● PROBLEM STATEMENT
The job is to find each line in the entries holding the string "failing" and copy that line.

[Saved data entries]
++++++++++++++++++++

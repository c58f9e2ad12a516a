//! Entry points that create validators.
//!
//! [`Validators`] owns a [`Configuration`] and creates validators with it.
//! The free functions use shared presets:
//!
//! | function | on failure |
//! |----------|------------|
//! | [`require_that`] | returns `Err` from the failing check (argument checks) |
//! | [`assume_that`] | returns `Err` from the failing check (internal invariants) |
//! | [`check_if`] | records the failure and continues |
//!
//! Every factory returns `Err` if the name is empty or contains whitespace.
use crate::config::{Configuration, MutableConfiguration};
use crate::types::{ContextMap, FailureSink, ValidationResult, ValidationTarget};
use crate::validator::{require_name_valid, Validator};

/// Creates validators that share a configuration.
///
/// # Examples
///
/// ```
/// use requirements_rail::Validators;
///
/// let validators = Validators::checking().update_configuration(|c| c.allow_diff(false));
/// let messages = validators.that(-5, "delta")?.is_positive()?.else_get_messages();
/// assert_eq!(messages.len(), 1);
/// # Ok::<(), requirements_rail::ValidationError>(())
/// ```
#[derive(Clone, Debug, Default)]
pub struct Validators {
    configuration: Configuration,
}

impl Validators {
    /// Validators that fail fast, for checking arguments.
    #[inline]
    pub fn requiring() -> Self {
        Self::default()
    }

    /// Validators that fail fast, for checking internal invariants.
    #[inline]
    pub fn assuming() -> Self {
        Self::default()
    }

    /// Validators that accumulate failures until a terminal call.
    #[inline]
    pub fn checking() -> Self {
        Self::with_configuration(Configuration::builder().throw_on_failure(false).build())
    }

    #[inline]
    pub fn with_configuration(configuration: Configuration) -> Self {
        Self { configuration }
    }

    #[inline]
    pub fn configuration(&self) -> &Configuration {
        &self.configuration
    }

    /// Returns a copy whose configuration is modified by `update`.
    pub fn update_configuration<F>(&self, update: F) -> Self
    where
        F: FnOnce(MutableConfiguration) -> MutableConfiguration,
    {
        Self::with_configuration(update(self.configuration.to_builder()).build())
    }

    /// Validates a value under this configuration.
    #[track_caller]
    pub fn that<T>(&self, value: T, name: &str) -> ValidationResult<Validator<T>> {
        create(self.configuration.clone(), ValidationTarget::valid(value), name)
    }

    /// Validates a value that may be absent; `None` fails every check but
    /// [`is_null`](Validator::is_null).
    #[track_caller]
    pub fn that_option<T>(&self, value: Option<T>, name: &str) -> ValidationResult<Validator<T>> {
        create(self.configuration.clone(), ValidationTarget::from_option(value), name)
    }

    /// Validates a value, returning `Err` from the first failing check.
    #[track_caller]
    pub fn require_that<T>(&self, value: T, name: &str) -> ValidationResult<Validator<T>> {
        create(self.throwing(true), ValidationTarget::valid(value), name)
    }

    /// Validates a value that may be absent, returning `Err` from the first failing check.
    #[track_caller]
    pub fn require_that_option<T>(
        &self,
        value: Option<T>,
        name: &str,
    ) -> ValidationResult<Validator<T>> {
        create(self.throwing(true), ValidationTarget::from_option(value), name)
    }

    /// Same as [`require_that`](Self::require_that), for invariants rather than arguments.
    #[track_caller]
    pub fn assume_that<T>(&self, value: T, name: &str) -> ValidationResult<Validator<T>> {
        self.require_that(value, name)
    }

    #[track_caller]
    pub fn assume_that_option<T>(
        &self,
        value: Option<T>,
        name: &str,
    ) -> ValidationResult<Validator<T>> {
        self.require_that_option(value, name)
    }

    /// Validates a value, accumulating failures.
    #[track_caller]
    pub fn check_if<T>(&self, value: T, name: &str) -> ValidationResult<Validator<T>> {
        create(self.throwing(false), ValidationTarget::valid(value), name)
    }

    #[track_caller]
    pub fn check_if_option<T>(
        &self,
        value: Option<T>,
        name: &str,
    ) -> ValidationResult<Validator<T>> {
        create(self.throwing(false), ValidationTarget::from_option(value), name)
    }

    fn throwing(&self, throw_on_failure: bool) -> Configuration {
        if self.configuration.throw_on_failure() == throw_on_failure {
            return self.configuration.clone();
        }
        self.configuration.to_builder().throw_on_failure(throw_on_failure).build()
    }
}

#[track_caller]
fn create<T>(
    configuration: Configuration,
    value: ValidationTarget<T>,
    name: &str,
) -> ValidationResult<Validator<T>> {
    require_name_valid(name)?;
    Ok(Validator::new(
        configuration,
        name.to_string(),
        value,
        ContextMap::new(),
        FailureSink::new(),
    ))
}

/// Validates a method argument, returning `Err` from the first failing check.
///
/// # Examples
///
/// ```
/// use requirements_rail::{require_that, ValidationResult};
///
/// fn set_port(port: u16) -> ValidationResult<u16> {
///     require_that(port, "port")?.is_greater_than_or_equal_to(1024)?.into_value()
/// }
///
/// assert_eq!(set_port(8080), Ok(8080));
/// assert!(set_port(80).is_err());
/// ```
#[track_caller]
pub fn require_that<T>(value: T, name: &str) -> ValidationResult<Validator<T>> {
    Validators::requiring().require_that(value, name)
}

/// Validates a method argument that may be absent.
#[track_caller]
pub fn require_that_option<T>(value: Option<T>, name: &str) -> ValidationResult<Validator<T>> {
    Validators::requiring().require_that_option(value, name)
}

/// Validates an internal invariant, returning `Err` from the first failing check.
#[track_caller]
pub fn assume_that<T>(value: T, name: &str) -> ValidationResult<Validator<T>> {
    Validators::assuming().assume_that(value, name)
}

#[track_caller]
pub fn assume_that_option<T>(value: Option<T>, name: &str) -> ValidationResult<Validator<T>> {
    Validators::assuming().assume_that_option(value, name)
}

/// Validates a value, accumulating failures until a terminal call.
///
/// # Examples
///
/// ```
/// use requirements_rail::check_if;
///
/// let validator = check_if(String::from(" padded"), "title")?.is_trimmed()?.is_not_empty()?;
/// assert!(validator.validation_failed());
/// assert_eq!(validator.else_get_messages().len(), 2);
/// # Ok::<(), requirements_rail::ValidationError>(())
/// ```
#[track_caller]
pub fn check_if<T>(value: T, name: &str) -> ValidationResult<Validator<T>> {
    Validators::checking().check_if(value, name)
}

/// Validates a value that may be absent, accumulating failures.
#[track_caller]
pub fn check_if_option<T>(value: Option<T>, name: &str) -> ValidationResult<Validator<T>> {
    Validators::checking().check_if_option(value, name)
}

++++++++++++++++++++

● TASK RESPONSE
//! | [`require_that`] | returns `Err` from the failing check (argument checks) |
//! | [`assume_that`] | returns `Err` from the failing check (internal invariants) |
    /// Validates a value, returning `Err` from the first failing check.
    /// Validates a value that may be absent, returning `Err` from the first failing check.
/// Validates a method argument, returning `Err` from the first failing check.
/// Validates an internal invariant, returning `Err` from the first failing check.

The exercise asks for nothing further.